Top of Input
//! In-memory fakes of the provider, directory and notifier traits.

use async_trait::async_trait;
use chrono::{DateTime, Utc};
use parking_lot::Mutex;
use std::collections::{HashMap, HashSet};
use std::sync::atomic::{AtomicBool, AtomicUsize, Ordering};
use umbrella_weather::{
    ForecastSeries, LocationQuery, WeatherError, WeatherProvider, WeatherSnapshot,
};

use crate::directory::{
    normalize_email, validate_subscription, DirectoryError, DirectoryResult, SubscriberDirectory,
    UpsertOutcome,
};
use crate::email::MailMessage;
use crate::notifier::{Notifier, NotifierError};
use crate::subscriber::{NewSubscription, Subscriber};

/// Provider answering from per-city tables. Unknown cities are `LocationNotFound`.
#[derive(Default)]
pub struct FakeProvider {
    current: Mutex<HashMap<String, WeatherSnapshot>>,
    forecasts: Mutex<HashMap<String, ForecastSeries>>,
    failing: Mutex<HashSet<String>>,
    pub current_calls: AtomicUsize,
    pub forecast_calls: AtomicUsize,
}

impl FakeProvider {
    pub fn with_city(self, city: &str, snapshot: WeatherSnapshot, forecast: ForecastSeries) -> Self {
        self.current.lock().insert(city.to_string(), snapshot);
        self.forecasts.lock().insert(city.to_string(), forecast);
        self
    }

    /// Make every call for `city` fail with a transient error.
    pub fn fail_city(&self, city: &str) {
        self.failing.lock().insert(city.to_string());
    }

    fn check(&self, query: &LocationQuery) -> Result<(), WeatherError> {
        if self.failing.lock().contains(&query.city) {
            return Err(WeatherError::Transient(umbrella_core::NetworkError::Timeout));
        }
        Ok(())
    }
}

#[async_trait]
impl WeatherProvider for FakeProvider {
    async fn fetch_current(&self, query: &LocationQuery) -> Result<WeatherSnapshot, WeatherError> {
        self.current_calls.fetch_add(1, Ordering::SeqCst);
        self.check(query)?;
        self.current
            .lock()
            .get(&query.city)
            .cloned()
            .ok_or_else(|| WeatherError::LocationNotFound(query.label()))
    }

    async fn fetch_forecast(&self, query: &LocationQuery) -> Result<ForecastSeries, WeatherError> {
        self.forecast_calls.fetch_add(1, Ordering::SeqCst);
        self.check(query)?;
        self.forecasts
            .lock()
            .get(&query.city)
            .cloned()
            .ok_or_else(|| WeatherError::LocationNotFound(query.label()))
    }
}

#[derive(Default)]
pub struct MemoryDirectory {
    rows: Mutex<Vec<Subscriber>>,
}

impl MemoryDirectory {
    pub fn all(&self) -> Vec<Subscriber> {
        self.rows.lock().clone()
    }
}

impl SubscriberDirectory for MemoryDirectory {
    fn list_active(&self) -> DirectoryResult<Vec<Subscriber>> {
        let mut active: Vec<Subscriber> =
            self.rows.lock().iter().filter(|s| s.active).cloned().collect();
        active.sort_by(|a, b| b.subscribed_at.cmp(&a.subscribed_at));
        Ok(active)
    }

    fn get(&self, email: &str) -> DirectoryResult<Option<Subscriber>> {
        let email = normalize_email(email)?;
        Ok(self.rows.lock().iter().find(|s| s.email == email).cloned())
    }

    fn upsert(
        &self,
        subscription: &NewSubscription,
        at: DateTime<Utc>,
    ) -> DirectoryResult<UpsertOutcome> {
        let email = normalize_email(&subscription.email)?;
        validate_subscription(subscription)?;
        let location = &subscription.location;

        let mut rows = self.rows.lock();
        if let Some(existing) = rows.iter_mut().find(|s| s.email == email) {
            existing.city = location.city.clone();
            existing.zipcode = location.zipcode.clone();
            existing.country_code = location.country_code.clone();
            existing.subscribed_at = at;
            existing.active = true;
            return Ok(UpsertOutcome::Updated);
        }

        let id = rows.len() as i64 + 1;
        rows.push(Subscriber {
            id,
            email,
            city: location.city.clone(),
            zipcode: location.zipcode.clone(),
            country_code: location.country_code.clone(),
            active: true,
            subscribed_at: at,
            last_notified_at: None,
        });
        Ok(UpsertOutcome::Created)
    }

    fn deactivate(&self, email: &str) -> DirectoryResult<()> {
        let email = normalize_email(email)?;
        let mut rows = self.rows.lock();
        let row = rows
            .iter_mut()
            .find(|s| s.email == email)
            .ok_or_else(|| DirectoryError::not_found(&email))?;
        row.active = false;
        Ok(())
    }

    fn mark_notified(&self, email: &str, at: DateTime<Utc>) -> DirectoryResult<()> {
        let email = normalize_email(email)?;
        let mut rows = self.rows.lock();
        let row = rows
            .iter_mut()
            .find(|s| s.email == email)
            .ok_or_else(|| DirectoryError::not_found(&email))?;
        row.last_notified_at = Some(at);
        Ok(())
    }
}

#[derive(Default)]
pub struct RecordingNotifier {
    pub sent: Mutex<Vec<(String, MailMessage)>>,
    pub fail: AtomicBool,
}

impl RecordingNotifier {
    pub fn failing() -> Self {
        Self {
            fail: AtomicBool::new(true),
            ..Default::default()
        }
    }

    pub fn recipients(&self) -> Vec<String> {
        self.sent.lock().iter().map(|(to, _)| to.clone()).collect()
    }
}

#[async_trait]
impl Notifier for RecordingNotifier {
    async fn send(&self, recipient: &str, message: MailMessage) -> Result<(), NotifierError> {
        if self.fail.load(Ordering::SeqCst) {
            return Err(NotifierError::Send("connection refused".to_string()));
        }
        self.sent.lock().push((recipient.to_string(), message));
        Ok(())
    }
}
Bottom of Input
Top of Input
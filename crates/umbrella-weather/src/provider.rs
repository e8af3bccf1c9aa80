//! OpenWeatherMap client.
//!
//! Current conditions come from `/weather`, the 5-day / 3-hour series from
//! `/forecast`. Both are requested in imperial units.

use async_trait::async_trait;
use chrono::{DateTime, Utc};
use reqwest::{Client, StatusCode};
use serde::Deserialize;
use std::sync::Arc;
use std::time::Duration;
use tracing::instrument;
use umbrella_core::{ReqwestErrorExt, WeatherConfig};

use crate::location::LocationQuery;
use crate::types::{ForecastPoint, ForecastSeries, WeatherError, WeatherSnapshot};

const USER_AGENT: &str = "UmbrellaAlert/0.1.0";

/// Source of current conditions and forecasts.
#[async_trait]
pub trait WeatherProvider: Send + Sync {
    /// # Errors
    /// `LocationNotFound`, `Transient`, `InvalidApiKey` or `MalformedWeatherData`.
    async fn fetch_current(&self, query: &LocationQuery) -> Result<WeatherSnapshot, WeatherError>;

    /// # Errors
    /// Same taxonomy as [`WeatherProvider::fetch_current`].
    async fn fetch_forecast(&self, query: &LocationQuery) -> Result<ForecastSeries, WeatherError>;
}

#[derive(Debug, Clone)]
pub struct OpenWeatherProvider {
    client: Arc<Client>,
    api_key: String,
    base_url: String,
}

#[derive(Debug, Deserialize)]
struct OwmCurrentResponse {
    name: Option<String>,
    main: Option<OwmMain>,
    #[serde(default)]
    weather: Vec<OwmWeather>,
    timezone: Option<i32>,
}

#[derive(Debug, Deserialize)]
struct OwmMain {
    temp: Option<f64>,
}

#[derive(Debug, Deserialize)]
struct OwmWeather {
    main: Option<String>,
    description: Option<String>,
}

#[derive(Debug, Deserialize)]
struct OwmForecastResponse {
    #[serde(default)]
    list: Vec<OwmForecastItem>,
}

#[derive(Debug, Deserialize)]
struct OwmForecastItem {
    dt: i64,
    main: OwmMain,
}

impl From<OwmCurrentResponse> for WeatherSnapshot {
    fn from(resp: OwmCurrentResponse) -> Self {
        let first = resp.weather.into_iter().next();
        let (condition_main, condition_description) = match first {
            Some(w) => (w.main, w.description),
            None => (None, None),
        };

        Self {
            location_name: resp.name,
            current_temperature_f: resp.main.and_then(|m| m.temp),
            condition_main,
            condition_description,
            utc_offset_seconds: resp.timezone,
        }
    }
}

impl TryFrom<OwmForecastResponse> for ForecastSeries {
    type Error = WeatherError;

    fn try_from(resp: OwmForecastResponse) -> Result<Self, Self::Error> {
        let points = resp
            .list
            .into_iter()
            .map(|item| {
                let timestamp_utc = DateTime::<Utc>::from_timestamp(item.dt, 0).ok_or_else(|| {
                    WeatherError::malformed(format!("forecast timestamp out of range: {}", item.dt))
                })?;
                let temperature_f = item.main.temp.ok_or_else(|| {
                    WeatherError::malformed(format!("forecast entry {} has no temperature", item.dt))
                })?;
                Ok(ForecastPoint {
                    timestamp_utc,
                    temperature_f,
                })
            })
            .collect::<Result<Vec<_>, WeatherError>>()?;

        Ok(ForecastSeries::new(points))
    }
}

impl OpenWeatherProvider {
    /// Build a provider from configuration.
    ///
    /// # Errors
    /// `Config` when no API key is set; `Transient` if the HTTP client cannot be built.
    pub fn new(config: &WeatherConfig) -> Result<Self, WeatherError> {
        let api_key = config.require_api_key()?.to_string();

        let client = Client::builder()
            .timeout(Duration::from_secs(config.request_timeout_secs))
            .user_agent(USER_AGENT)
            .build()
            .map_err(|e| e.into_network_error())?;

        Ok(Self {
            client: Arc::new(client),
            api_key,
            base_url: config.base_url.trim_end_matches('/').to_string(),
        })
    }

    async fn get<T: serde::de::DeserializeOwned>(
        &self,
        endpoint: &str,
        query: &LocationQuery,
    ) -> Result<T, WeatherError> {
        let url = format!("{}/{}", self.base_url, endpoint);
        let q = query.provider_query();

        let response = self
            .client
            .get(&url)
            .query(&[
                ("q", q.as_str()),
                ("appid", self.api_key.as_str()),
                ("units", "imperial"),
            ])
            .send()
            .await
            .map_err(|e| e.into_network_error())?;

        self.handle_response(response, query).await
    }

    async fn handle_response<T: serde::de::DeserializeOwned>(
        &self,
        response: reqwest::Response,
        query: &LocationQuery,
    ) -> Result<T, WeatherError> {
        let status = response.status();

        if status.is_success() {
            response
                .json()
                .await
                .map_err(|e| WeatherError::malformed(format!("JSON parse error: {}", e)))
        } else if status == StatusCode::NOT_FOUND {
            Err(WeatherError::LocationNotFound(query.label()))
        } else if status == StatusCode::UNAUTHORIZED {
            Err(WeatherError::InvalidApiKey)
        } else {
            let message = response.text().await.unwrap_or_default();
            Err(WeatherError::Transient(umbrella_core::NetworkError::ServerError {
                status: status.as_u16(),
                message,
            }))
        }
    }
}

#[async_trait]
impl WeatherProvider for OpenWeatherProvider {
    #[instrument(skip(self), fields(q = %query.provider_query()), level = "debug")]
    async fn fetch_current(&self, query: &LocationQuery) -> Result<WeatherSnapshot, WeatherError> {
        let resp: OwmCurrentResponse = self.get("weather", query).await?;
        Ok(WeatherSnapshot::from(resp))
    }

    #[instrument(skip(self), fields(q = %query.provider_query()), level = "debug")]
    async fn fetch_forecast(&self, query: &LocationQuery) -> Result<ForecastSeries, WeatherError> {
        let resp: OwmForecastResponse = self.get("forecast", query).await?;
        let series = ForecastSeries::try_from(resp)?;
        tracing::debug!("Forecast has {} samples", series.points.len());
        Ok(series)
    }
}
Bottom of Input
Aim of the exercise.
Using the entries shown above, reproduce verbatim the lines from the line bearing "active.sort_by(|a, b| b.subscribed_at.cmp(&a.subscribed_at));" to the line bearing "row.active = false;", inclusive.

Response to the exercise.
        active.sort_by(|a, b| b.subscribed_at.cmp(&a.subscribed_at));
        Ok(active)
    }

    fn get(&self, email: &str) -> DirectoryResult<Option<Subscriber>> {
        let email = normalize_email(email)?;
        Ok(self.rows.lock().iter().find(|s| s.email == email).cloned())
    }

    fn upsert(
        &self,
        subscription: &NewSubscription,
        at: DateTime<Utc>,
    ) -> DirectoryResult<UpsertOutcome> {
        let email = normalize_email(&subscription.email)?;
        validate_subscription(subscription)?;
        let location = &subscription.location;

        let mut rows = self.rows.lock();
        if let Some(existing) = rows.iter_mut().find(|s| s.email == email) {
            existing.city = location.city.clone();
            existing.zipcode = location.zipcode.clone();
            existing.country_code = location.country_code.clone();
            existing.subscribed_at = at;
            existing.active = true;
            return Ok(UpsertOutcome::Updated);
        }

        let id = rows.len() as i64 + 1;
        rows.push(Subscriber {
            id,
            email,
            city: location.city.clone(),
            zipcode: location.zipcode.clone(),
            country_code: location.country_code.clone(),
            active: true,
            subscribed_at: at,
            last_notified_at: None,
        });
        Ok(UpsertOutcome::Created)
    }

    fn deactivate(&self, email: &str) -> DirectoryResult<()> {
        let email = normalize_email(email)?;
        let mut rows = self.rows.lock();
        let row = rows
            .iter_mut()
            .find(|s| s.email == email)
            .ok_or_else(|| DirectoryError::not_found(&email))?;
        row.active = false;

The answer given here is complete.